After ending his deployment in Georgia, he pursued a degree in health information management at the nearby medical college. Condon soon entered the cancer registry field, which involves collecting and processing cancer data in order to form a picture of cancer rates across the country. Having lost family members to cancer, he found the work profoundly meaningful.

“Here’s a way I can help in the fight against cancer by acquiring and making sure that data were available to the people who do the research and who treat patients who have cancer. So that’s why it became such an interesting and fulfilling job for me.”

The Oncology Data Specialist (ODS) credential, formerly called the Cancer Tumor Registrar (CTR), “sets the standard for professional competence in the cancer registry field,” according to the National Cancer Registrars Association. As HIHIM Program Director Dr. Karima Lalani explained, “It is a pathway that can be pursued by those who are pursuing education in the HIHIM field.”

As a cancer registrar, Condon utilized the detail-oriented thinking that had served him so well in the Army. He recalls the moment he discovered that the former cancer registrar at his university had mixed up a town and a county with the same name, distorting the dataset.
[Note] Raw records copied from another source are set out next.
//! Mock database driver for testing.
//!
//! Provides an in-memory driver that answers `SELECT * FROM <name>` for
//! fixture tables and views, exact-match registered queries, and keeps track
//! of views created and dropped through it.

use super::{statement_body, DatabaseClient, Driver, QueryResult};
use crate::error::{Result, SquError};
use crate::frame::columnar;
use arrow::record_batch::RecordBatch;
use async_trait::async_trait;
use std::collections::HashMap;
use std::sync::atomic::{AtomicBool, Ordering};
use std::sync::{Arc, Mutex, MutexGuard};

const CREATE_VIEW: &str = "CREATE OR REPLACE VIEW ";
const DROP_VIEW_IF_EXISTS: &str = "DROP VIEW IF EXISTS ";
const DROP_VIEW: &str = "DROP VIEW ";
const SELECT_ALL_FROM: &str = "SELECT * FROM ";

/// Views can be defined on views; stop following them past this depth.
const MAX_VIEW_DEPTH: usize = 16;

#[derive(Debug, Default)]
struct MockState {
    tables: HashMap<String, QueryResult>,
    queries: HashMap<String, QueryResult>,
    views: HashMap<String, String>,
    urls: Vec<String>,
    statements: Vec<String>,
    open_clients: usize,
}

/// A mock driver backed by shared in-memory state.
///
/// Clones share state, so a test can keep a handle for assertions after
/// handing the driver to the dispatcher.
#[derive(Debug, Clone, Default)]
pub struct MockDriver {
    state: Arc<Mutex<MockState>>,
    failing: bool,
}

impl MockDriver {
    /// Creates a new mock driver with no tables.
    pub fn new() -> Self {
        Self::default()
    }

    /// Creates a driver whose every connection attempt fails.
    pub fn failing() -> Self {
        Self {
            failing: true,
            ..Self::default()
        }
    }

    /// Adds a fixture table answered by `SELECT * FROM <name>`.
    pub fn with_table(self, name: impl Into<String>, table: QueryResult) -> Self {
        self.lock().tables.insert(name.into(), table);
        self
    }

    /// Registers the result for an exact statement text.
    pub fn with_query(self, sql: &str, result: QueryResult) -> Self {
        self.lock()
            .queries
            .insert(statement_body(sql).to_string(), result);
        self
    }

    /// Connection strings seen by `connect` and `read_columnar`, in order.
    pub fn connected_urls(&self) -> Vec<String> {
        self.lock().urls.clone()
    }

    /// Statements passed to `execute`, in order.
    pub fn executed_statements(&self) -> Vec<String> {
        self.lock().statements.clone()
    }

    /// Returns the defining query of a view, if it exists.
    pub fn view_definition(&self, name: &str) -> Option<String> {
        self.lock().views.get(name).cloned()
    }

    /// Clients handed out by `connect` that have not been closed yet.
    pub fn open_clients(&self) -> usize {
        self.lock().open_clients
    }

    fn lock(&self) -> MutexGuard<'_, MockState> {
        self.state.lock().unwrap_or_else(|e| e.into_inner())
    }

    fn refuse(&self) -> Result<()> {
        if self.failing {
            return Err(SquError::connection(
                "Cannot connect to the server. Check that it is running.",
            ));
        }
        Ok(())
    }
}

#[async_trait]
impl Driver for MockDriver {
    fn driver_tag(&self) -> &str {
        "mock"
    }

    async fn connect(&self, url: &str) -> Result<Box<dyn DatabaseClient>> {
        let mut state = self.lock();
        state.urls.push(url.to_string());
        self.refuse()?;
        state.open_clients += 1;

        Ok(Box::new(MockClient {
            state: Arc::clone(&self.state),
            closed: AtomicBool::new(false),
        }))
    }

    async fn read_columnar(&self, url: &str, sql: &str) -> Result<RecordBatch> {
        let result = {
            let mut state = self.lock();
            state.urls.push(url.to_string());
            self.refuse()?;
            answer(&state, sql, 0)?
        };
        columnar::to_record_batch(&result)
    }
}

/// A client handed out by [`MockDriver::connect`].
struct MockClient {
    state: Arc<Mutex<MockState>>,
    closed: AtomicBool,
}

impl MockClient {
    fn lock(&self) -> MutexGuard<'_, MockState> {
        self.state.lock().unwrap_or_else(|e| e.into_inner())
    }
}

#[async_trait]
impl DatabaseClient for MockClient {
    async fn fetch_rows(&self, sql: &str) -> Result<QueryResult> {
        answer(&self.lock(), sql, 0)
    }

    async fn execute(&self, sql: &str) -> Result<u64> {
        let mut state = self.lock();
        let sql = statement_body(sql);
        state.statements.push(sql.to_string());

        if let Some(rest) = strip_prefix_ignore_case(sql, CREATE_VIEW) {
            let split = rest
                .to_ascii_uppercase()
                .find(" AS ")
                .ok_or_else(|| SquError::query("ERROR 1064 (42000): missing AS in view"))?;
            let name = rest[..split].trim().to_string();
            let body = rest[split + 4..].trim().to_string();
            state.views.insert(name, body);
        } else if let Some(name) = strip_prefix_ignore_case(sql, DROP_VIEW_IF_EXISTS) {
            state.views.remove(name.trim());
        } else if let Some(name) = strip_prefix_ignore_case(sql, DROP_VIEW) {
            if state.views.remove(name.trim()).is_none() {
                return Err(SquError::query(format!(
                    "ERROR 1051 (42S02): Unknown table '{}'",
                    name.trim()
                )));
            }
        }
        Ok(0)
    }

    async fn close(&self) -> Result<()> {
        if !self.closed.swap(true, Ordering::SeqCst) {
            self.lock().open_clients -= 1;
        }
        Ok(())
    }
}

fn answer(state: &MockState, sql: &str, depth: usize) -> Result<QueryResult> {
    let sql = statement_body(sql);
    if let Some(result) = state.queries.get(sql) {
        return Ok(result.clone());
    }

    let Some(name) = strip_prefix_ignore_case(sql, SELECT_ALL_FROM).map(str::trim) else {
        return Err(SquError::query(format!(
            "ERROR 1064 (42000): mock cannot answer '{sql}'"
        )));
    };

    if let Some(table) = state.tables.get(name) {
        return Ok(table.clone());
    }
    match state.views.get(name) {
        Some(body) if depth < MAX_VIEW_DEPTH => answer(state, body, depth + 1),
        _ => Err(SquError::query(format!(
            "ERROR 1146 (42S02): Table '{name}' doesn't exist"
        ))),
    }
}

fn strip_prefix_ignore_case<'a>(s: &'a str, prefix: &str) -> Option<&'a str> {
    let head = s.get(..prefix.len())?;
    head.eq_ignore_ascii_case(prefix)
        .then(|| &s[prefix.len()..])
}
After doing more digging, Condon corrected tens of similar errors.

“It made me feel better that our database accurately reflected where those cancer patients came from,” he said. “Attention to detail is knowing your data and asking questions, knowing about geography, and just really looking at all of those data fields and recognizing, ‘Hey, this is a data field that could be troublesome.’” 

In 2013, he completed his dissertation in educational leadership, which focused on the national cancer registrar credentialing exam. In the process of contacting 56 bachelor’s degree program directors across the country for research purposes, he fortuitously struck up a longer conversation with the UW program director. She suggested Condon apply for the new HIHIM faculty position, and in 2014, he returned to Seattle at last.

What Does a Cancer Registrar Career Look Like for HIHIM Graduates?

Since then, Condon has taught numerous HIHIM courses and served as HIHIM Program Director. He has witnessed the growth and transformation of the field as a result of the internet and the move to electronic records. When he got his start, the term “health care informatics” didn’t even exist, he said. With cyberattacks worryingly on the rise, it’s more important than ever that HIHIM professionals know how to keep sensitive data private and secure.

Condon has also recruited veterans to the program, and even published a study laying out the rationale for hiring “excellent” veterans in HIHIM. As a liaison for retiring military personnel seeking to start the next phase of their careers, he gives seminars at Fort Eisenhower and provides tours of HIHIM departments. Condon particularly encourages veterans to specialize in cancer registrar work, which is one of the most common careers for HIHIM graduates. Many go on to analyze and visualize cancer data for organizations like the Fred Hutchinson Cancer Center.

He explained, “I was able to form a bond or rapport with [veterans] and tell them how their transferable skills match up nicely with a position in health information management and the cancer registry.”

Condon plans to retire in the next year, while continuing to teach at UW on an adjunct basis. He has plenty of items on his bucket-list, including making improvements to the dream house he built in Port Angeles with his wife during the pandemic, and attending drive-in movies in his beloved 1964 Chevrolet Corvette. Not to mention joining his wife on her work trips to Alaska and Hawaii. 

“That’s gonna keep me busy for a few years anyway,” he said.